▸ Problem
Copy, from the material below, each line where "FileFormat" shows up.
******************************
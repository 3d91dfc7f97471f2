//! Request and response bodies of the HTTP API.
//!
//! Create requests carry every field the server needs; update requests are
//! partial patches where `None` means "leave unchanged".

use crate::chart::{LayerDescriptor, LayerRender};
use crate::model::dashboard::{Dashboard, DashboardPreferences};
use crate::model::datasource::FileFormat;
use crate::model::organization::MemberRole;
use crate::model::widget::{Annotation, ReferenceLine, Widget, WidgetLayer, WidgetPosition};
use crate::model::widget_config::{ChartType, WidgetConfig};
use serde::{Deserialize, Serialize};

#[derive(Debug, Clone, Serialize, Deserialize)]
#[serde(rename_all = "camelCase")]
pub struct CreateDashboardRequest {
    pub title: String,
    #[serde(default)]
    pub description: Option<String>,
    #[serde(default)]
    pub is_public: bool,
    #[serde(default)]
    pub organization_id: Option<String>,
    #[serde(default)]
    pub preferences: DashboardPreferences,
}

#[derive(Debug, Clone, Default, Serialize, Deserialize)]
#[serde(rename_all = "camelCase")]
pub struct UpdateDashboardRequest {
    #[serde(default)]
    pub title: Option<String>,
    #[serde(default)]
    pub description: Option<String>,
    #[serde(default)]
    pub is_public: Option<bool>,
    #[serde(default)]
    pub preferences: Option<DashboardPreferences>,
}

#[derive(Debug, Clone, Serialize, Deserialize)]
#[serde(rename_all = "camelCase")]
pub struct CreateWidgetRequest {
    pub dashboard_id: String,
    #[serde(rename = "type")]
    pub chart_type: ChartType,
    pub title: String,
    #[serde(default)]
    pub config: WidgetConfig,
    #[serde(default)]
    pub position: WidgetPosition,
    #[serde(default)]
    pub data_source_id: Option<String>,
    #[serde(default)]
    pub layers: Option<Vec<WidgetLayer>>,
    #[serde(default)]
    pub reference_lines: Option<Vec<ReferenceLine>>,
    #[serde(default)]
    pub annotations: Option<Vec<Annotation>>,
}

#[derive(Debug, Clone, Default, Serialize, Deserialize)]
#[serde(rename_all = "camelCase")]
pub struct UpdateWidgetRequest {
    #[serde(default, rename = "type")]
    pub chart_type: Option<ChartType>,
    #[serde(default)]
    pub title: Option<String>,
    #[serde(default)]
    pub config: Option<WidgetConfig>,
    #[serde(default)]
    pub position: Option<WidgetPosition>,
    #[serde(default)]
    pub layers: Option<Vec<WidgetLayer>>,
    #[serde(default)]
    pub active_layer: Option<usize>,
    #[serde(default)]
    pub reference_lines: Option<Vec<ReferenceLine>>,
    #[serde(default)]
    pub annotations: Option<Vec<Annotation>>,
    #[serde(default)]
    pub ai_insights: Option<String>,
}

/// Response of `POST /api/widgets`.
#[derive(Debug, Clone, Serialize, Deserialize)]
#[serde(rename_all = "camelCase")]
pub struct CreatedWidget {
    pub widget: Widget,
    /// Set when the snapshot dropped rows beyond the display cap.
    pub truncated: bool,
}

/// JSON part of a multipart data-source upload. Must precede the file part.
/// Server-side render of one widget layer.
#[derive(Debug, Clone, Serialize, Deserialize)]
#[serde(rename_all = "camelCase")]
pub struct WidgetRender {
    pub layers: Vec<LayerDescriptor>,
    pub active: LayerRender,
    /// The rows came from a source holding more than the display cap.
    pub truncated: bool,
}

#[derive(Debug, Clone, Serialize, Deserialize)]
#[serde(rename_all = "camelCase")]
pub struct UploadDataSourceMeta {
    pub name: String,
    #[serde(default)]
    pub organization_id: Option<String>,
}

#[derive(Debug, Clone, Serialize, Deserialize)]
#[serde(rename_all = "camelCase")]
pub struct ImportUrlRequest {
    pub name: String,
    pub url: String,
    /// Overrides the format guessed from the URL or content type.
    #[serde(default)]
    pub format: Option<FileFormat>,
    #[serde(default)]
    pub organization_id: Option<String>,
}

#[derive(Debug, Clone, Serialize, Deserialize)]
#[serde(rename_all = "camelCase")]
pub struct JobStarted {
    pub job_id: String,
    #[serde(default, skip_serializing_if = "Option::is_none")]
    pub data_source_id: Option<String>,
}

#[derive(Debug, Clone, Serialize, Deserialize)]
#[serde(rename_all = "camelCase")]
pub struct PublicDashboard {
    pub dashboard: Dashboard,
    pub widgets: Vec<Widget>,
}

#[derive(Debug, Clone, Serialize, Deserialize)]
#[serde(rename_all = "camelCase")]
pub struct CreateOrganizationRequest {
    pub name: String,
}

#[derive(Debug, Clone, Serialize, Deserialize)]
#[serde(rename_all = "camelCase")]
pub struct AddMemberRequest {
    pub user_id: String,
    pub role: MemberRole,
}

/// Body of every non-2xx API response.
#[derive(Debug, Clone, Serialize, Deserialize)]
pub struct ApiErrorBody {
    pub error: String,
    pub message: String,
}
******************************
▸ Result of the task
use crate::model::datasource::FileFormat;
    pub format: Option<FileFormat>,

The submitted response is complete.